I'm going to try to document (and photograph) the barn-building process as I go. This is my first attempt at real framing and I've been reading *constantly* to pick up tips and ideas and see how others have done it.
5 years ago
5 comments:
I'm no expert carpenter (that was another Jewish guy) but if you'd like a spare set of hands, say the word. You saw a few buildings I helped build in Roscoe. Of course, I can even just come take pictures.
Offer gratefully accepted - the trick becomes, of course, balancing around work schedules. Where I expect I'll really need help is getting the ridgepole and rafters up.
If you'd like, I can give a few "DIY" pointers, where the "Y" reeally means yourself. Alone.
I put up my barn my myself with the exception of the ridgepole; I invented a little trick to haul up the rafters to the ridge. Fun stuff.
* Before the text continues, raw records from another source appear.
//! # Shared Data Transfer Objects Library
//!
//! This library defines the contract between the admin console and the backend admin API.
//! All DTOs use JSON serialization via `serde` for API communication.
//!
//! ## Structure
//!
//! - **[`dto`]**: Data Transfer Objects for API communication
//!   - **[`dto::auth`]**: Admin login, profile and password DTOs
//!   - **[`dto::users`]**: Platform user records and filters
//!   - **[`dto::kyc`]**: KYC submissions
//!   - **[`dto::documents`]**: Marketplace documents
//!   - **[`dto::funding`]**: Deposit and withdrawal requests
//!   - **[`dto::transactions`]**: Ledger transactions
//!   - **[`dto::audit`]**: Audit log entries
//!   - **[`dto::dashboard`]**: Aggregate dashboard metrics
//!   - **[`dto::settings`]**: Platform settings bundle and its schema
//!   - **[`dto::pagination`]**: Paginated list envelope
//! - **[`utils`]**: Display helpers shared by front ends
//!
//! ## Wire Format
//!
//! All DTOs serialize to JSON using the default `serde` behavior:
//! - Field names use **snake_case** in Rust and JSON
//! - Optional request fields are omitted when `None`, except where the backend expects an explicit `null`
//! - Status enums serialize to lowercase strings
//!
//! ## Usage
//!
//! ```rust,no_run
//! use shared::dto::auth::AdminLoginRequest;
//!
//! let request = AdminLoginRequest {
//!     email: "ops@example.com".to_string(),
//!     password: "secret".to_string(),
//!     totp_code: None,
//! };
//! let body = serde_json::to_string(&request).unwrap();
//! assert!(body.contains("\"totp_code\":null"));
//! ```

pub mod dto;
pub mod utils;

// Wildcard re-exports: shared is a DTO library where all exports are public API
pub use dto::*;
pub use utils::*;
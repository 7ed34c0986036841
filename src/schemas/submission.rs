use serde::{Deserialize, Serialize};
use validator::Validate;

use crate::core::time::format_primitive;
use crate::db::models::Submission;
use crate::db::types::SubmissionStatus;

#[derive(Debug, Deserialize, Validate)]
pub(crate) struct SubmitAnswerRequest {
    #[validate(length(min = 1, message = "answer must not be empty"))]
    pub(crate) answer: String,
    #[serde(default)]
    pub(crate) language: Option<String>,
}

#[derive(Debug, Serialize)]
pub(crate) struct SubmitAnswerResponse {
    pub(crate) submission_id: String,
    pub(crate) question_index: i32,
    pub(crate) status: SubmissionStatus,
    pub(crate) score: f64,
    pub(crate) max_score: f64,
    pub(crate) feedback: Option<String>,
    pub(crate) evaluated: bool,
    pub(crate) session_total_score: f64,
    pub(crate) session_percentage: i32,
    pub(crate) message: String,
}

#[derive(Debug, Deserialize, Validate)]
pub(crate) struct RunCodeRequest {
    #[validate(length(min = 1, message = "code must not be empty"))]
    pub(crate) code: String,
    #[serde(default)]
    pub(crate) language: Option<String>,
    #[serde(default)]
    pub(crate) stdin: Option<String>,
}

#[derive(Debug, Serialize)]
pub(crate) struct RunCodeResponse {
    pub(crate) stdout: String,
    pub(crate) stderr: String,
    pub(crate) status: SubmissionStatus,
    pub(crate) execution_time_ms: Option<i64>,
}

#[derive(Debug, Serialize)]
pub(crate) struct SubmissionResponse {
    pub(crate) id: String,
    pub(crate) assessment_id: String,
    pub(crate) question_index: i32,
    pub(crate) student_email: String,
    pub(crate) answer: String,
    pub(crate) language: Option<String>,
    pub(crate) status: SubmissionStatus,
    pub(crate) score: f64,
    pub(crate) feedback: Option<String>,
    pub(crate) execution_time_ms: Option<i64>,
    pub(crate) memory_used_kb: Option<i64>,
    pub(crate) submitted_at: String,
    pub(crate) evaluated_at: Option<String>,
}

impl SubmissionResponse {
    pub(crate) fn from_db(submission: Submission) -> Self {
        Self {
            id: submission.id,
            assessment_id: submission.assessment_id,
            question_index: submission.question_index,
            student_email: submission.student_email,
            answer: submission.answer,
            language: submission.language,
            status: submission.status,
            score: submission.score,
            feedback: submission.feedback,
            execution_time_ms: submission.execution_time_ms,
            memory_used_kb: submission.memory_used_kb,
            submitted_at: format_primitive(submission.submitted_at),
            evaluated_at: submission.evaluated_at.map(format_primitive),
        }
    }
}
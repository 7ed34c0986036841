use axum::{
    extract::{Query, State},
    routing::get,
    Json, Router,
};
use serde::Deserialize;

use crate::api::errors::ApiError;
use crate::api::guards::{CurrentStudent, CurrentTeacher};
use crate::api::pagination::{default_limit, PaginatedResponse};
use crate::core::state::AppState;
use crate::db::types::UserRole;
use crate::repositories;
use crate::schemas::session::StudentStatsResponse;
use crate::schemas::user::UserResponse;

#[derive(Debug, Deserialize)]
pub(crate) struct StudentListQuery {
    #[serde(default)]
    skip: i64,
    #[serde(default = "default_limit")]
    limit: i64,
}

pub(crate) fn router() -> Router<AppState> {
    Router::new().route("/", get(list_students)).route("/me/stats", get(my_stats))
}

async fn list_students(
    Query(params): Query<StudentListQuery>,
    CurrentTeacher(_teacher): CurrentTeacher,
    State(state): State<AppState>,
) -> Result<Json<PaginatedResponse<UserResponse>>, ApiError> {
    let items =
        repositories::users::list_by_role(state.db(), UserRole::Student, params.skip, params.limit)
            .await
            .map_err(|e| ApiError::internal(e, "Failed to list students"))?;

    let total_count = repositories::users::count_by_role(state.db(), UserRole::Student)
        .await
        .map_err(|e| ApiError::internal(e, "Failed to count students"))?;

    let items = items.into_iter().map(UserResponse::from_db).collect();

    Ok(Json(PaginatedResponse { items, total_count, skip: params.skip, limit: params.limit }))
}

/// Aggregates the student's own sessions; open sessions count as started
/// but contribute no percentage (lazy expiry means an abandoned session can
/// stay open indefinitely).
async fn my_stats(
    CurrentStudent(student): CurrentStudent,
    State(state): State<AppState>,
) -> Result<Json<StudentStatsResponse>, ApiError> {
    let assigned = repositories::assessments::list_assigned(state.db(), &student.email)
        .await
        .map_err(|e| ApiError::internal(e, "Failed to list assigned assessments"))?;

    let sessions = repositories::sessions::list_by_student(state.db(), &student.email)
        .await
        .map_err(|e| ApiError::internal(e, "Failed to list sessions"))?;

    let started = sessions.len();
    let completed: Vec<_> = sessions.iter().filter(|session| !session.is_open()).collect();
    let in_progress = started - completed.len();

    let average_percentage = if completed.is_empty() {
        None
    } else {
        let sum: i64 = completed.iter().map(|session| session.percentage as i64).sum();
        Some((sum as f64 / completed.len() as f64).round() as i32)
    };

    let total_score = sessions.iter().map(|session| session.total_score).sum();
    let total_max_score = sessions.iter().map(|session| session.max_score).sum();

    Ok(Json(StudentStatsResponse {
        assigned: assigned.len(),
        started,
        in_progress,
        completed: completed.len(),
        average_percentage,
        total_score,
        total_max_score,
    }))
}

#[cfg(test)]
mod tests;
Good luck with the building... tips and tricks are GOOD! And I'd bet the reason you got no ticket was you were polite and knew you were at fault and didn't try to blame somebody else...
DT - since it's only 12x12, the largest single piece of lumber will be the ridgepole - a 14' 2x8. Bulky and awkward, but manageable for one person. That said, any advice you have is gratefully accepted - email is fine, or however else you care to reach me. (Smoke signals and semaphore not recommended, it's been a long time since Scouts.)